Questo articolo è stato modificato dopo la prima stesura.

Leggo su questo sito che Prince ha registrato il sito http://www.princefamsunited.com/ in piena guerra con http://www.princefansunited.com/.

La vedete la M e la N di differenza?

Mentre l’irrequieta PFUnk ci suggerisce che Prince ogni tanto gira e legge i forum a lui dedicati.

Non so.

E, onestamente, adesso sarebbe troppo semplice allearsi con i siti fan di Prince per avere della pubblicità gratuita.

Diciamo la verità, questo atteggiamento da padre padrone di Prince, dove lui vuole avere il coltello sempre dalla parte del manico, ci sta sfinendo.

Per Prince il fan deve solo soffrire: attenderlo per ore all’aftershow, spendere centinaia (migliaia?) di euro per raggiungerlo a Londra, mentre gli altri fanno concerti di tre ore e vanno in giro per il mondo (parlo del Boss, per esempio).
Ahò?

E questi siti di fan che si riuniscono per combatterlo, fanno un po’ sorridere: come fanno a riunirsi? E combattere che cosa? Un talento che ci regala musica di alta qualità. Il concerto è stato perfetto musicalmente ed esteticamente.

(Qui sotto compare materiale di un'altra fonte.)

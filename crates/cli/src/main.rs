use std::path::{Path, PathBuf};
use std::str::FromStr;
use std::sync::Arc;
use std::time::Duration;

use anyhow::{Context as _, Result};
use carto_controller::{Context, Controller, ControllerConfig};
use carto_kubehub::cache::StampCache;
use carto_kubehub::{watch, ApiResolver, KubeEventRecorder, KubeRepository, KubeRepositoryBuilder, KubeTokenMinter, TokenCache, WatchHub};
use clap::{Parser, Subcommand, ValueEnum};
use tokio::signal;
use tokio::sync::watch as shutdown_signal;
use tracing::{error, info, warn};

mod stamp;

/// Lifetime requested for minted service account tokens.
const TOKEN_TTL: Duration = Duration::from_secs(3600);

#[derive(Parser, Debug)]
#[command(name = "cartographer", version, about = "Cartographer supply chain choreographer")]
struct Cli {
    #[command(subcommand)]
    command: Commands,
}

#[derive(Copy, Clone, Debug, Eq, PartialEq, ValueEnum)]
enum Output {
    Yaml,
    Json,
}

#[derive(Subcommand, Debug)]
enum Commands {
    /// Run every controller against the current cluster
    Run {
        /// Full resync period in seconds
        #[arg(long, env = "CARTO_RESYNC_SECS")]
        resync_secs: Option<u64>,
        /// Workers per controller
        #[arg(long, env = "CARTO_CONCURRENCY")]
        concurrency: Option<usize>,
        /// Field manager used for server-side apply
        #[arg(long, env = "CARTO_FIELD_MANAGER")]
        field_manager: Option<String>,
        /// Interval of the expired token sweep, in seconds
        #[arg(long, env = "CARTO_TOKEN_GC_SECS")]
        token_gc_secs: Option<u64>,
    },
    /// Stamp a template for an owner offline and print the result
    Stamp {
        /// Template object (any Cluster*Template kind)
        #[arg(long)]
        template: PathBuf,
        /// Workload or Deliverable object
        #[arg(long)]
        owner: PathBuf,
        /// Upstream inputs: sources, images, configs, deployment
        #[arg(long)]
        inputs: Option<PathBuf>,
        /// Blueprint name put on the stamping labels
        #[arg(long, default_value = "offline")]
        blueprint: String,
        /// Blueprint resource name
        #[arg(long, default_value = "resource")]
        resource: String,
        #[arg(short = 'o', long = "output", value_enum, default_value_t = Output::Yaml)]
        output: Output,
    },
}

fn init_tracing() {
    let env = std::env::var("CARTO_LOG").unwrap_or_else(|_| "info".to_string());
    let filter = tracing_subscriber::EnvFilter::from_str(&env).unwrap_or_else(|_| tracing_subscriber::EnvFilter::new("info"));
    tracing_subscriber::fmt().with_env_filter(filter).with_target(true).init();
}

fn init_metrics() {
    if let Ok(addr) = std::env::var("CARTO_METRICS_ADDR") {
        if let Ok(sock) = addr.parse::<std::net::SocketAddr>() {
            let builder = metrics_exporter_prometheus::PrometheusBuilder::new();
            match builder.with_http_listener(sock).install() {
                Ok(_) => info!(addr = %addr, "Prometheus metrics exporter listening"),
                Err(e) => warn!(error = %e, "failed to install metrics exporter"),
            }
        } else {
            warn!(addr = %addr, "invalid CARTO_METRICS_ADDR; expected host:port");
        }
    }
}

fn read_document(path: &Path) -> Result<serde_json::Value> {
    let text = std::fs::read_to_string(path).with_context(|| format!("reading {}", path.display()))?;
    stamp::parse_document(&text).with_context(|| format!("parsing {}", path.display()))
}

async fn run(config: ControllerConfig) -> Result<()> {
    let kube_config = carto_kubehub::infer_config().await?;
    let client = carto_kubehub::client_for(kube_config.clone())?;
    let resolver = Arc::new(ApiResolver::new(client.clone()));
    let cache = Arc::new(StampCache::new());

    let system = Arc::new(KubeRepository::new(client.clone(), resolver.clone(), &config.field_manager, cache.clone()));
    let builder = Arc::new(KubeRepositoryBuilder::new(kube_config, resolver.clone(), &config.field_manager, cache));
    let tokens = Arc::new(TokenCache::new(KubeTokenMinter::new(client.clone(), TOKEN_TTL)));
    tokens.start(config.token_gc);
    let events = Arc::new(KubeEventRecorder::new(client.clone(), &config.field_manager));

    let (stop_tx, stop_rx) = shutdown_signal::channel(false);
    let (hub, objects) = WatchHub::new(client, resolver, stop_rx.clone(), config.queue_cap);
    let ctx = Context::new(system, builder, tokens.clone(), events, hub.clone(), &config);
    let controller = Controller::new(ctx, config);

    let pump = tokio::spawn(watch::pump(controller.clone(), objects));
    hub.watch_engine_kinds();
    let runner = tokio::spawn(controller.clone().run(stop_rx));

    signal::ctrl_c().await.context("waiting for ctrl-c")?;
    info!("shutdown requested");
    stop_tx.send(true).context("signalling shutdown")?;
    if let Err(e) = runner.await {
        error!(error = %e, "controller task failed");
    }
    pump.abort();
    tokens.stop();
    Ok(())
}

#[tokio::main]
async fn main() -> Result<()> {
    init_tracing();
    init_metrics();
    let cli = Cli::parse();

    match cli.command {
        Commands::Run { resync_secs, concurrency, field_manager, token_gc_secs } => {
            let mut config = ControllerConfig::from_env();
            if let Some(s) = resync_secs.filter(|s| *s > 0) {
                config.resync = Duration::from_secs(s);
            }
            if let Some(n) = concurrency.filter(|n| *n > 0) {
                config.concurrency = n;
            }
            if let Some(f) = field_manager.filter(|f| !f.trim().is_empty()) {
                config.field_manager = f;
            }
            if let Some(s) = token_gc_secs.filter(|s| *s > 0) {
                config.token_gc = Duration::from_secs(s);
            }
            info!(?config, "starting cartographer");
            run(config).await
        }
        Commands::Stamp { template, owner, inputs, blueprint, resource, output } => {
            let template = read_document(&template)?;
            let owner = read_document(&owner)?;
            let inputs = match inputs {
                Some(p) => read_document(&p)?,
                None => serde_json::Value::Null,
            };
            let stamped = stamp::stamp(&template, &owner, &inputs, &blueprint, &resource)?;
            match output {
                Output::Yaml => print!("{}", serde_yaml::to_string(&stamped)?),
                Output::Json => println!("{}", serde_json::to_string_pretty(&stamped)?),
            }
            Ok(())
        }
    }
}
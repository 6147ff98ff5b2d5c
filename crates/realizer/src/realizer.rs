//! Ordered walk over a blueprint's resources, threading outputs downstream.

use carto_core::blueprint::BlueprintResource;
use carto_core::conditions::{self, find};
use carto_core::refs::DependencyKey;
use carto_core::status::{RealizedResource, ResourceStatus, StampedRef, TemplateRef};
use carto_core::Condition;
use carto_eval::{determine_health, output_rows, Inputs, OutputBus};
use k8s_openapi::apimachinery::pkg::apis::meta::v1::Time;
use tracing::{debug, warn};

use crate::errors::RealizerError;
use crate::resource::{RealizeResource, Realized};
use crate::statuses::ResourceStatuses;

/// Outcome of one traversal.
#[derive(Debug, Default)]
pub struct RealizeReport {
    /// Every template a resource resolved to, found or not.
    pub templates: Vec<DependencyKey>,
    /// First failure; unhandled failures stop the walk.
    pub error: Option<RealizerError>,
}

/// Realize `resources` in order, recording one status row each.
///
/// Handled failures are recorded and the walk continues; downstream
/// resources then see no output from the failed one.
pub async fn realize(rr: &dyn RealizeResource, resources: &[BlueprintResource], statuses: &mut ResourceStatuses) -> RealizeReport {
    let mut report = RealizeReport::default();
    let mut bus = OutputBus::new();

    for resource in resources {
        let mut done = rr.realize(resource, &bus).await;
        if let Some(key) = done.template_key.take() {
            report.templates.push(key);
        }

        let (realized, healthy) = status_row(resource, &done, statuses);
        statuses.add(realized, done.error.as_ref(), healthy.into_iter().collect());

        if let Some(output) = done.output.take() {
            bus.insert(resource.name.clone(), output);
        }
        let Some(err) = done.error else { continue };
        let unhandled = err.is_unhandled();
        if unhandled {
            warn!(resource = %resource.name, error = %err, "unhandled error realizing resource");
        } else {
            debug!(resource = %resource.name, error = %err, "handled error realizing resource");
        }
        if report.error.is_none() {
            report.error = Some(err);
        }
        if unhandled {
            break;
        }
    }
    report
}

/// Build the row for a resource; with nothing stamped the previous row is kept.
fn status_row(resource: &BlueprintResource, done: &Realized, statuses: &ResourceStatuses) -> (RealizedResource, Option<Condition>) {
    let previous: Option<&ResourceStatus> = statuses.previous(&resource.name);
    let (Some(template), Some(stamped)) = (&done.template, &done.stamped) else {
        if let Some(prev) = previous {
            return (prev.realized.clone(), find(&prev.conditions, conditions::HEALTHY).cloned());
        }
        let mut realized = RealizedResource::named(&resource.name);
        realized.inputs = Inputs::provenance(resource);
        if let Some(t) = &done.template {
            realized.template_ref = Some(TemplateRef::new(t.kind.kind(), &t.name));
        }
        let rule = done.template.as_ref().and_then(|t| t.health_rule());
        let healthy = determine_health(rule.as_ref(), Some(&realized), None);
        return (realized, Some(healthy));
    };

    let prev_outputs = previous.map(|p| p.realized.outputs.as_slice()).unwrap_or_default();
    let outputs = match &done.output {
        Some(output) => match output_rows(output, prev_outputs, Time(statuses.now())) {
            Ok(rows) => rows,
            Err(e) => {
                warn!(resource = %resource.name, error = %e, "cannot render output rows, keeping previous");
                prev_outputs.to_vec()
            }
        },
        None => prev_outputs.to_vec(),
    };

    let realized = RealizedResource {
        name: resource.name.clone(),
        stamped_ref: StampedRef::from_object(stamped),
        template_ref: Some(TemplateRef::new(template.kind.kind(), &template.name)),
        inputs: Inputs::provenance(resource),
        outputs,
    };
    let healthy = determine_health(template.health_rule().as_ref(), Some(&realized), Some(stamped));
    (realized, Some(healthy))
}

#[cfg(test)]
mod tests {
    use super::*;
    use carto_api::RepoError;
    use carto_core::blueprint::{BlueprintTemplateRef, ResourceReference};
    use carto_core::template::{Template, TemplateKind, TemplateSpec};
    use carto_eval::Output;
    use serde_json::json;
    use std::sync::Mutex;

    use crate::errors::{BlueprintType, Site};

    /// Scripted per-resource outcomes; records the bus each resource saw.
    struct Scripted {
        seen: Mutex<Vec<(String, Vec<String>)>>,
    }

    fn site(r: &str) -> Site {
        Site { resource: r.into(), blueprint: "sc".into(), blueprint_type: BlueprintType::SupplyChain }
    }

    #[async_trait::async_trait]
    impl RealizeResource for Scripted {
        async fn realize(&self, resource: &BlueprintResource, bus: &OutputBus) -> Realized {
            self.seen.lock().unwrap().push((resource.name.clone(), bus.keys().cloned().collect()));
            let template = Template::new(TemplateKind::Source, &resource.template_ref.kind, TemplateSpec::default());
            let stamped = json!({"apiVersion": "v1", "kind": "ConfigMap", "metadata": {"name": resource.name, "namespace": "ns"}});
            let mut out = Realized {
                template_key: Some(DependencyKey::template("ClusterSourceTemplate", &resource.template_ref.kind)),
                template: Some(template),
                stamped: Some(stamped),
                ..Default::default()
            };
            match resource.template_ref.kind.as_str() {
                "ok" => out.output = Some(Output::Source { url: json!("https://x"), revision: json!("abc") }),
                "handled" => {
                    out.error = Some(RealizerError::TemplateOptionsMatch { options: vec![], site: site(&resource.name) });
                }
                "unhandled" => {
                    out.template = None;
                    out.stamped = None;
                    out.error = Some(RealizerError::GetTemplate {
                        template: "t".into(),
                        site: site(&resource.name),
                        source: RepoError::NotFound("t".into()),
                    });
                }
                _ => {}
            }
            out
        }
    }

    fn resource(name: &str, behaviour: &str, sources: &[&str]) -> BlueprintResource {
        BlueprintResource {
            name: name.into(),
            template_ref: BlueprintTemplateRef { kind: behaviour.into(), ..Default::default() },
            sources: sources.iter().map(|s| ResourceReference { name: s.to_string(), resource: s.to_string() }).collect(),
            ..Default::default()
        }
    }

    fn scripted() -> Scripted {
        Scripted { seen: Mutex::new(Vec::new()) }
    }

    #[tokio::test]
    async fn outputs_flow_downstream_in_order() {
        let rr = scripted();
        let mut statuses = ResourceStatuses::new(&[]);
        let resources = [resource("a", "ok", &[]), resource("b", "ok", &["a"])];
        let report = realize(&rr, &resources, &mut statuses).await;
        assert!(report.error.is_none());
        assert_eq!(report.templates.len(), 2);

        let seen = rr.seen.lock().unwrap().clone();
        assert_eq!(seen, vec![("a".to_string(), vec![]), ("b".to_string(), vec!["a".to_string()])]);

        let rows = statuses.current();
        assert_eq!(rows[1].realized.inputs[0].name, "a");
        assert_eq!(rows[0].realized.outputs.len(), 2);
        let healthy = find(&rows[0].conditions, conditions::HEALTHY).unwrap();
        assert_eq!((healthy.status.as_str(), healthy.reason.as_str()), ("True", conditions::OUTPUT_AVAILABLE));
    }

    #[tokio::test]
    async fn handled_errors_continue() {
        let rr = scripted();
        let mut statuses = ResourceStatuses::new(&[]);
        let resources = [resource("a", "handled", &[]), resource("b", "ok", &["a"])];
        let report = realize(&rr, &resources, &mut statuses).await;
        assert!(matches!(report.error, Some(RealizerError::TemplateOptionsMatch { .. })));
        assert_eq!(statuses.current().len(), 2);
        assert_eq!(rr.seen.lock().unwrap()[1].1, Vec::<String>::new());
    }

    #[tokio::test]
    async fn unhandled_errors_stop_and_keep_previous_row() {
        let mut first = ResourceStatuses::new(&[]);
        let rr = scripted();
        realize(&rr, &[resource("a", "ok", &[]), resource("b", "ok", &[])], &mut first).await;
        let prev = first.current();

        let mut statuses = ResourceStatuses::new(&prev);
        let resources = [resource("a", "unhandled", &[]), resource("b", "ok", &[])];
        let report = realize(&rr, &resources, &mut statuses).await;
        assert!(report.error.as_ref().is_some_and(RealizerError::is_unhandled));

        let rows = statuses.current();
        assert_eq!(rows.len(), 1);
        assert_eq!(rows[0].realized, prev[0].realized);
        let submitted = find(&rows[0].conditions, conditions::RESOURCE_SUBMITTED).unwrap();
        assert_eq!(submitted.reason, conditions::TEMPLATE_OBJECT_RETRIEVAL_FAILURE);
    }
}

Aggiungo solo che per Prince internet è il canale preferenziale. Forse l’unico vero e proprio. La televisione lo ospita volentieri, ma lui non rilascia interviste, mentre su internet ci parla direttamente. E’ suo diritto difendersi su internet.

Sapete come la penso sui bootleg. Non mi piace avere link a siti di bootleg su questo blog. La qualità dei bootleg è (nel novantanove per cento dei casi) pessima.

Se Prince, in seguito a questa azione legale, dovesse riuscire ad innondare il mercato con concerti dal vivo certificati da lui, tutti saremmo più felice. Ma questo sarà ben difficile dal vederlo accadere.

Lo sappiamo bene, vero?

D’ora in avanti in questo sito ci concentriamo solo su novità musicali, canzoni, concerti, video o qualsiasi cosa di artistico (con o senza l’Arcuri o la Canalis).

Il resto lo lascio a Fegiz.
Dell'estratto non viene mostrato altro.